From the data below, repeat exactly the lines from the line with "let suffix = env.env_file_suffix();" to the line with "pub fn env<T: std::str::FromStr>(key: &str, default: T)", both included.

[Provided information — start]

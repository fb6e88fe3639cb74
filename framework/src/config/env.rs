use crate::error::ConfigError;
use std::path::Path;

/// Environment type enumeration
#[derive(Debug, Clone, PartialEq)]
pub enum Environment {
    Local,
    Development,
    Staging,
    Production,
    Testing,
    Custom(String),
}

impl Environment {
    /// Detect environment from APP_ENV or default to Local
    pub fn detect() -> Self {
        Self::parse(std::env::var("APP_ENV").ok().as_deref())
    }

    fn parse(value: Option<&str>) -> Self {
        match value {
            Some("production") => Self::Production,
            Some("staging") => Self::Staging,
            Some("development") => Self::Development,
            Some("testing") => Self::Testing,
            Some("local") | None => Self::Local,
            Some(other) => Self::Custom(other.to_string()),
        }
    }

    /// Get the .env file suffix for this environment
    pub fn env_file_suffix(&self) -> &str {
        match self {
            Self::Local => "local",
            Self::Production => "production",
            Self::Staging => "staging",
            Self::Development => "development",
            Self::Testing => "testing",
            Self::Custom(name) => name.as_str(),
        }
    }

    pub fn is_production(&self) -> bool {
        matches!(self, Self::Production)
    }

    /// Check if this is a development environment (local or development)
    pub fn is_development(&self) -> bool {
        matches!(self, Self::Local | Self::Development)
    }
}

impl std::fmt::Display for Environment {
    fn fmt(&self, f: &mut std::fmt::Formatter<'_>) -> std::fmt::Result {
        write!(f, "{}", self.env_file_suffix())
    }
}

/// Load environment variables from .env files with proper precedence
///
/// Precedence (later files override earlier):
/// 1. .env (base defaults)
/// 2. .env.local (local overrides, not committed)
/// 3. .env.{environment} (environment-specific)
/// 4. .env.{environment}.local (environment-specific local overrides)
/// 5. Actual system environment variables (highest priority)
pub fn load_dotenv(project_root: &Path) -> Environment {
    let env = Environment::detect();

    // dotenvy never overwrites a variable that is already set, so files are
    // loaded from most to least specific.
    let suffix = env.env_file_suffix();
    let _ = dotenvy::from_path(project_root.join(format!(".env.{}.local", suffix)));
    let _ = dotenvy::from_path(project_root.join(format!(".env.{}", suffix)));
    let _ = dotenvy::from_path(project_root.join(".env.local"));
    let _ = dotenvy::from_path(project_root.join(".env"));

    env
}

/// Get an environment variable with a default value
///
/// Unset and unparsable values both yield the default.
///
/// # Example
/// ```
/// use storefront_kit::config::env;
///
/// let port: u16 = env("PORT", 3000);
/// let host = env("SERVER_HOST", "0.0.0.0".to_string());
/// ```
pub fn env<T: std::str::FromStr>(key: &str, default: T) -> T {
    env_optional(key).unwrap_or(default)
}

/// Get a required environment variable
///
/// # Example
/// ```
/// use storefront_kit::config::env_required;
///
/// let secret: Result<String, _> = env_required("SOME_UNSET_SECRET_FOR_DOCS");
/// assert!(secret.is_err());
/// ```
pub fn env_required<T: std::str::FromStr>(key: &str) -> Result<T, ConfigError> {
    let raw = std::env::var(key).map_err(|_| ConfigError::missing(key))?;
    if raw.trim().is_empty() {
        return Err(ConfigError::missing(key));
    }
    raw.parse()
        .map_err(|_| ConfigError::invalid(key, format!("cannot parse '{}'", raw)))
}

/// Get an optional environment variable
pub fn env_optional<T: std::str::FromStr>(key: &str) -> Option<T> {
    std::env::var(key).ok().and_then(|v| v.parse().ok())
}

/// Get a comma separated list, trimming entries and dropping empty ones
pub fn env_list(key: &str, default: &[&str]) -> Vec<String> {
    match std::env::var(key) {
        Ok(raw) => split_list(&raw),
        Err(_) => default.iter().map(|s| s.to_string()).collect(),
    }
}

pub(crate) fn split_list(raw: &str) -> Vec<String> {
    raw.split(',')
        .map(str::trim)
        .filter(|s| !s.is_empty())
        .map(str::to_string)
        .collect()
}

[Provided information — finish]

:: Expected answer ::
    let suffix = env.env_file_suffix();
    let _ = dotenvy::from_path(project_root.join(format!(".env.{}.local", suffix)));
    let _ = dotenvy::from_path(project_root.join(format!(".env.{}", suffix)));
    let _ = dotenvy::from_path(project_root.join(".env.local"));
    let _ = dotenvy::from_path(project_root.join(".env"));

    env
}

/// Get an environment variable with a default value
///
/// Unset and unparsable values both yield the default.
///
/// # Example
/// ```
/// use storefront_kit::config::env;
///
/// let port: u16 = env("PORT", 3000);
/// let host = env("SERVER_HOST", "0.0.0.0".to_string());
/// ```
pub fn env<T: std::str::FromStr>(key: &str, default: T) -> T {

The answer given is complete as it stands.